Stored data:
● ● ●

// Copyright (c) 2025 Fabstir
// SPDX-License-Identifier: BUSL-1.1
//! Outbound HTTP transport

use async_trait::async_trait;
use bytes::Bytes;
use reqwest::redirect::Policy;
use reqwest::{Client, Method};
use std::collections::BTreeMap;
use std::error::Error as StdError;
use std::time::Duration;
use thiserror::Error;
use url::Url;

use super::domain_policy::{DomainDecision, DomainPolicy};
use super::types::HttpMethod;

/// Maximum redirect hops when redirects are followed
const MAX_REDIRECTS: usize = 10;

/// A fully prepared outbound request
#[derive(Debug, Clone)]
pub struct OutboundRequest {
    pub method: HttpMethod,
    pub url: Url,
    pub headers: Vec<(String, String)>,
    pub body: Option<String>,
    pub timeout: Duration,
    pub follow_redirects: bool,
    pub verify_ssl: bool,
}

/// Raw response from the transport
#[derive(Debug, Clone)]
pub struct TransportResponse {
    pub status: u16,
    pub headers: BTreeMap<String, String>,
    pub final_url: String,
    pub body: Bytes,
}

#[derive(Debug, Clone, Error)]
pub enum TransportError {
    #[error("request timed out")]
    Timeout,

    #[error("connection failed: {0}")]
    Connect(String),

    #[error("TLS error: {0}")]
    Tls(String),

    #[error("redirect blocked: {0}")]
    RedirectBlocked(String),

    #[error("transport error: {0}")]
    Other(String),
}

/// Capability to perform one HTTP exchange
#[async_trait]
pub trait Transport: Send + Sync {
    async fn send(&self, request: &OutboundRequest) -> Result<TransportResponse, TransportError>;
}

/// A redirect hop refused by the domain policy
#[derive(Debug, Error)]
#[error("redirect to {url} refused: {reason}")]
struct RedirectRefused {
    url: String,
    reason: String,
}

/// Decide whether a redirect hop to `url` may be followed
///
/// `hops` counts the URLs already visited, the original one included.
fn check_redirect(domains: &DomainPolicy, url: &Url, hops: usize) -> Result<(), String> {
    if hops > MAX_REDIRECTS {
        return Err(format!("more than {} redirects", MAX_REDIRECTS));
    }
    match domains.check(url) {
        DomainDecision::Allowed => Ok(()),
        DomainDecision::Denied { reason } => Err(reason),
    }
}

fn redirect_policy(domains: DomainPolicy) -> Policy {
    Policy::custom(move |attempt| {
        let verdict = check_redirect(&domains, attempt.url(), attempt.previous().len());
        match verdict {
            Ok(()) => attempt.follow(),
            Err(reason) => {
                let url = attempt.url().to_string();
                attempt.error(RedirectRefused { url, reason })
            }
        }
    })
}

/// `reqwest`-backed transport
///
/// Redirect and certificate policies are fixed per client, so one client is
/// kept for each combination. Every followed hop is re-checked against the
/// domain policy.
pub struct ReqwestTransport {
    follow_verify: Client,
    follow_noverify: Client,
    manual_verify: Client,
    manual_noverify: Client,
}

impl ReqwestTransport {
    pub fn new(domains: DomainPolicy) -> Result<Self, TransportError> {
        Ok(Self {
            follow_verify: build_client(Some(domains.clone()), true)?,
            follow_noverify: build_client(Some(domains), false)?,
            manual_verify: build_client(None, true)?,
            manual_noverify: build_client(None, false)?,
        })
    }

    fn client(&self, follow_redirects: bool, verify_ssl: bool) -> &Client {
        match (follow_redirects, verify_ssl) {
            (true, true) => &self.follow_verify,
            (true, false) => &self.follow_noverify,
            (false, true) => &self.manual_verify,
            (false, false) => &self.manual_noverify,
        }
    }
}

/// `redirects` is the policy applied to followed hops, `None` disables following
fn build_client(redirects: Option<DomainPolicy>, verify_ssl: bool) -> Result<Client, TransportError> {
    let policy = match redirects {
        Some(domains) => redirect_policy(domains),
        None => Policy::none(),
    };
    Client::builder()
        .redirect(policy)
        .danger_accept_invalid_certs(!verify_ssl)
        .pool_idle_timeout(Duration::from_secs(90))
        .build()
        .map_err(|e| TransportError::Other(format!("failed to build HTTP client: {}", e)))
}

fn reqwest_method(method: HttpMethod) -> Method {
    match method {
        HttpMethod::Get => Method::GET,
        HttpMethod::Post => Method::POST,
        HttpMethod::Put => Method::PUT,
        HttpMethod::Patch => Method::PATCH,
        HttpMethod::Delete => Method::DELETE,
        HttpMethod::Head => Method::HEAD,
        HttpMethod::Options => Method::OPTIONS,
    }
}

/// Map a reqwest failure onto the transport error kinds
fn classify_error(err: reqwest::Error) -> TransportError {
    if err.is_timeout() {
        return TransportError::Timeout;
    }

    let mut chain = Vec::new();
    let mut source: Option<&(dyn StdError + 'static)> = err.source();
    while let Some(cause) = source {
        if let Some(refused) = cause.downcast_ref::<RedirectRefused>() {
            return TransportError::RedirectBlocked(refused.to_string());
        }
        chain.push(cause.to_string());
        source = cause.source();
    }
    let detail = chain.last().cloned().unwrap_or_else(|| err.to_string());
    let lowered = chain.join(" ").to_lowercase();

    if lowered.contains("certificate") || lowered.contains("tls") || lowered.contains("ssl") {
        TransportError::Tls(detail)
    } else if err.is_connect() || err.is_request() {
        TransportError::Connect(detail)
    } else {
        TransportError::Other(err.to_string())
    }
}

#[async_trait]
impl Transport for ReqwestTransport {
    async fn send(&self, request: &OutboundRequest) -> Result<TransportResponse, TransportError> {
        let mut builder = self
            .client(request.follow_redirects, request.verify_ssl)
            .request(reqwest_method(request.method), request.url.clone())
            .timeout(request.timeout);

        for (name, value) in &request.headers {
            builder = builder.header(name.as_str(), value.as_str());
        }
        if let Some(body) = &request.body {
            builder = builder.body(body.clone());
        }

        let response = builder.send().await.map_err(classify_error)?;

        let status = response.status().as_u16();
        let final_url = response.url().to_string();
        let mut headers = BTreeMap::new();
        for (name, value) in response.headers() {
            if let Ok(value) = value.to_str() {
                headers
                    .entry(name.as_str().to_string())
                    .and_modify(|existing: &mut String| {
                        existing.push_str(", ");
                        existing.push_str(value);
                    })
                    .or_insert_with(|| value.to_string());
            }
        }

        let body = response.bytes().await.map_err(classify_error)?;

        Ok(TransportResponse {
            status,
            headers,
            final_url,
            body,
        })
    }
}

● ● ●

#### Assigned task
Among the lines above, count those containing the string "hops"; please give the count alone.

#### Output for this task
5